Collected data entries
- - - - - - -

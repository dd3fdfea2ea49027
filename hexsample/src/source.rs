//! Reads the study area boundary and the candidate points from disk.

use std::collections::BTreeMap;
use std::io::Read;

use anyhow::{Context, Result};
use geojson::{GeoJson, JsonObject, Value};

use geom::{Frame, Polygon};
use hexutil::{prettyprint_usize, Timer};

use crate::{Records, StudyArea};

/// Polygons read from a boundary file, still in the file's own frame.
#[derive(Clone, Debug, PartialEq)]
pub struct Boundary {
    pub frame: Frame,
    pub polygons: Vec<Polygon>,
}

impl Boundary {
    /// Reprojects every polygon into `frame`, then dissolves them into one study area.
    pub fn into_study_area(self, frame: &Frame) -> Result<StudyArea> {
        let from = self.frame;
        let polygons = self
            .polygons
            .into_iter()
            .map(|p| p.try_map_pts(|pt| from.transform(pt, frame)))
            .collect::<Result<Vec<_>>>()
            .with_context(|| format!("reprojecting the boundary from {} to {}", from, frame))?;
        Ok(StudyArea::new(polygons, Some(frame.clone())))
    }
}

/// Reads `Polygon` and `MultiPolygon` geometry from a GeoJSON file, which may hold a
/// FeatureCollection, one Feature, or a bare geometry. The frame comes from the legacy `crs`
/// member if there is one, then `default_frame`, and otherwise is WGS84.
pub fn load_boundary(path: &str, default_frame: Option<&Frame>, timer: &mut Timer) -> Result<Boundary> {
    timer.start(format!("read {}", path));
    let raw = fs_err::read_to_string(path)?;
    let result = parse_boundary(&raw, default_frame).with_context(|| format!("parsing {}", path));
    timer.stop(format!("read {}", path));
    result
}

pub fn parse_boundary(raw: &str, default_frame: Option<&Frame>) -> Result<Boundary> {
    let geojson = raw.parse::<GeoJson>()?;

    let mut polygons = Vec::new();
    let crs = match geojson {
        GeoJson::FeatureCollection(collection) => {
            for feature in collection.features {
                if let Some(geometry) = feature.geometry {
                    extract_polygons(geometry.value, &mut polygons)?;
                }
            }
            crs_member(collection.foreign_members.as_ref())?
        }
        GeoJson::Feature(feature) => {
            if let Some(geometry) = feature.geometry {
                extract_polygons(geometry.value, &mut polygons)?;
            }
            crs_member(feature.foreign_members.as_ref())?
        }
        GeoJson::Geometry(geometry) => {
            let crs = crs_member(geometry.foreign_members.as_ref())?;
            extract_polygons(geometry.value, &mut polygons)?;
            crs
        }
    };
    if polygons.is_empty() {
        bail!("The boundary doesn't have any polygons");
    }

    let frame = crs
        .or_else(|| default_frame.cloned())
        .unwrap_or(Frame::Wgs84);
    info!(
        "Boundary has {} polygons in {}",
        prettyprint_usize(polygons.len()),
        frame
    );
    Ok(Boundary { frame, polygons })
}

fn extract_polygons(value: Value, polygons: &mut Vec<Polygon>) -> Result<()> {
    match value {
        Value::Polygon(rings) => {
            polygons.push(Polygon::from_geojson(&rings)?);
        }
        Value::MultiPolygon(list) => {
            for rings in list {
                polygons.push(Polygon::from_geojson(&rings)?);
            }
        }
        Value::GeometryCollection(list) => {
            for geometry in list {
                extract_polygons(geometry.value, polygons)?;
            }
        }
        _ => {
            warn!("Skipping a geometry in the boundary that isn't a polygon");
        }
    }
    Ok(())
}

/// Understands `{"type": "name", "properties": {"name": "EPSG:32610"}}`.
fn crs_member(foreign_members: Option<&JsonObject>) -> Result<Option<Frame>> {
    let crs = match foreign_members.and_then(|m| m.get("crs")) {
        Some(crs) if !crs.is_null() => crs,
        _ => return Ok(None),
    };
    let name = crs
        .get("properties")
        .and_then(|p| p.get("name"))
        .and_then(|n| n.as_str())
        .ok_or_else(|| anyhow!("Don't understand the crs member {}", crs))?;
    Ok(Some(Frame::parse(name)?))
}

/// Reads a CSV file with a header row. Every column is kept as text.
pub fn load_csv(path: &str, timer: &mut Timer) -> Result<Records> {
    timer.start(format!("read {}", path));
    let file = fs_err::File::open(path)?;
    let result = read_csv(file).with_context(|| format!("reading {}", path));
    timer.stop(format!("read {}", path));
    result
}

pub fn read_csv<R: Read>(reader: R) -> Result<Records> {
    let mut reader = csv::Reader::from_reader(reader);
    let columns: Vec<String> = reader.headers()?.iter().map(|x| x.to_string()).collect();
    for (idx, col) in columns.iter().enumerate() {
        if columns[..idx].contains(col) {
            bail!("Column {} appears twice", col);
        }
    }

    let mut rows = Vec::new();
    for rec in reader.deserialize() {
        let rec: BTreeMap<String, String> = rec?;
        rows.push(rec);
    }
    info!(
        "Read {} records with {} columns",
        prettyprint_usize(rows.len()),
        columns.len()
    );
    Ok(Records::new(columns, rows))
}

- - - - - - -

**WORK INSTRUCTION**
Nothing but the lines with "MultiPolygon" should be returned, copied from the entries above.

**RESPONSE TO THE TASK**
/// Reads `Polygon` and `MultiPolygon` geometry from a GeoJSON file, which may hold a
        Value::MultiPolygon(list) => {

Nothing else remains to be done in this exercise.